Musica: Arnold Schönberg (1874 - 1951)
Organico: flauto, oboe, corno inglese, clarinetti piccolo, clarinetto, clarinetto basso, fagotto, controfagotto, 2 corni, 2 violini, viola, violoncello, contrabbasso
Composizione: Vienna, 16 - 25 luglio 1906
Prima esecuzione: Vienna, Großer Musikvereins-Saal, 8 febbraio 1907
Edizione: Universal Edition, Vienna, 1913

Arrangiata nel 1935 come Kammersymphonie n. 1 op. 9b
Guida all'ascolto (nota 1)

"L'apice del mio primo periodo - confessa Schoenberg ne La mia evoluzione - fu definitivamente raggiunto con la Kammersymphonie op. 9". Se infatti il poema sinfonico Verklärkte Nacht era ancora concepibile sulla scia della grande tradizione romantica postwagneriana, la prima Kammersymphonie, ultimata nel luglio 1909, sembra voler recidere decisamente il cordone ombelicale col passato, dando avvio a quella ricerca nella terra di nessuno (la sospensione tonale) che più tardi approderà ai lidi di un nuovo metodo compositivo personalissimo (la dodecafonia) destinato a fare scuola per decenni. E' difatti questo il primo lavoro schoenberghiano che prescinda da una traccia letteraria ed abbandoni la grande orchestra per un organico essenziale cameristico: quindici strumenti (flauto, oboe, corno inglese, due clarinetti, clarinetto basso, fagotto, controfagotto, due corni, due violini, viola, violoncello e contrabbasso) trattati sia solisticamente che come compagine orchestrale.
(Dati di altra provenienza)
//! Title-based publication deduplication.
//!
//! Collapses near-identical publication entries onto one canonical record per
//! normalized title key. First-seen wins: callers must feed merged-with-
//! history records before fresh sparse duplicates, or the poorer record
//! survives. The save path satisfies this by merging the whole dataset
//! before deduplicating it.

use std::collections::HashSet;

use crate::models::PublicationRecord;
use crate::normalize::dedupe_key;

/// Drop publications whose dedupe key was already seen.
///
/// `seen` is caller-owned so one pass can span several authors: the save
/// path shares a single set across the whole dataset, making the title key
/// dataset-wide. First occurrence wins; the losing duplicate is discarded.
pub fn dedup_publications(
    publications: Vec<PublicationRecord>,
    seen: &mut HashSet<String>,
) -> Vec<PublicationRecord> {
    let mut kept = Vec::with_capacity(publications.len());

    for publication in publications {
        let key = dedupe_key(publication.title.as_deref(), &publication.author_pub_id);
        if seen.contains(&key) {
            tracing::debug!(
                author_pub_id = %publication.author_pub_id,
                key = %key,
                "dropping duplicate publication"
            );
            continue;
        }
        seen.insert(key);
        kept.push(publication);
    }

    kept
}

#[cfg(test)]
mod tests {
    use super::*;
    use crate::models::PublicationBuilder;

    #[test]
    fn test_title_variants_collapse_to_first_seen() {
        let pubs = vec![
            PublicationBuilder::new("SID:1").title("Deep Learning!").pages("1-9").build(),
            PublicationBuilder::new("SID:2").title("deep   learning").build(),
        ];

        let mut seen = HashSet::new();
        let kept = dedup_publications(pubs, &mut seen);

        assert_eq!(kept.len(), 1);
        assert_eq!(kept[0].author_pub_id, "SID:1");
        assert_eq!(kept[0].pages.as_deref(), Some("1-9"));
    }

    #[test]
    fn test_missing_id_still_dedupes_by_title() {
        let pubs = vec![
            PublicationBuilder::new("SID:1").title("Deep Learning!").build(),
            PublicationBuilder::new("").title("Deep Learning").build(),
        ];

        let mut seen = HashSet::new();
        assert_eq!(dedup_publications(pubs, &mut seen).len(), 1);
    }

    #[test]
    fn test_untitled_records_fall_back_to_id_key() {
        let pubs = vec![
            PublicationBuilder::new("SID:1").build(),
            PublicationBuilder::new("SID:1").build(),
            PublicationBuilder::new("SID:2").build(),
        ];

        let mut seen = HashSet::new();
        let kept = dedup_publications(pubs, &mut seen);
        assert_eq!(kept.len(), 2);
    }

    #[test]
    fn test_seen_set_spans_calls() {
        let mut seen = HashSet::new();

        let first = dedup_publications(
            vec![PublicationBuilder::new("A:1").title("Shared Title").build()],
            &mut seen,
        );
        assert_eq!(first.len(), 1);

        // Same title under a different author in the same save pass.
        let second = dedup_publications(
            vec![PublicationBuilder::new("B:1").title("Shared Title").build()],
            &mut seen,
        );
        assert!(second.is_empty());
    }

    #[test]
    fn test_distinct_titles_all_kept() {
        let pubs = vec![
            PublicationBuilder::new("SID:1").title("Alpha").build(),
            PublicationBuilder::new("SID:2").title("Beta").build(),
            PublicationBuilder::new("SID:3").title("Gamma").build(),
        ];

        let mut seen = HashSet::new();
        assert_eq!(dedup_publications(pubs, &mut seen).len(), 3);
    }
}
Non dissimilmente da come accadrà più tardi in Strawinski ("Histoire du Soldat") e Strauss ("Metamorphosen").

Anche formalmente la Sinfonia si raggruppa in un unico movimento, distinto tuttavia in cinque diverse sezioni senza soluzione di continuità. Quasi un Allegro sonatistico, uno Scherzo con immancabile Trio, uno Sviluppo, un Adagio e una Ricapitolazione finale. Cellula germinatrice ne è l'intervallo base di quarta, che regola sia la logica orizzontale-melodica che quella verticale-armonica della composizione. Schoenberg realizza infatti, a suo stesso dire "un'azione reciproca molto stretta tra l'armonia e la melodia, in quanto entrambe provvedono a collegare i rapporti remoti della tonalità in una unità perfetta". Ed è lo stesso Schoenberg, nel suo Harmonielehre ad illuminarci ancora: "Le quarte si espandono architettonicamente sul pezzo e danno la loro impronta a tutta la musica. Ne deriva così che esse qui non compaiono in veste melodica o come effetto puramente impressionistico, ma la loro peculiarità compenetra l'intera costruzione armonica". Del resto le quarte sovrapposte, intese come unità strutturale di base, erano elemento generatore anche della Settima Sinfonia di Mahler (1905) e qualche analogia è riscontrabile anche tra il primo tema della Kammersymphonie op. 9 e quello di "Ein Heldenleben" di Strauss.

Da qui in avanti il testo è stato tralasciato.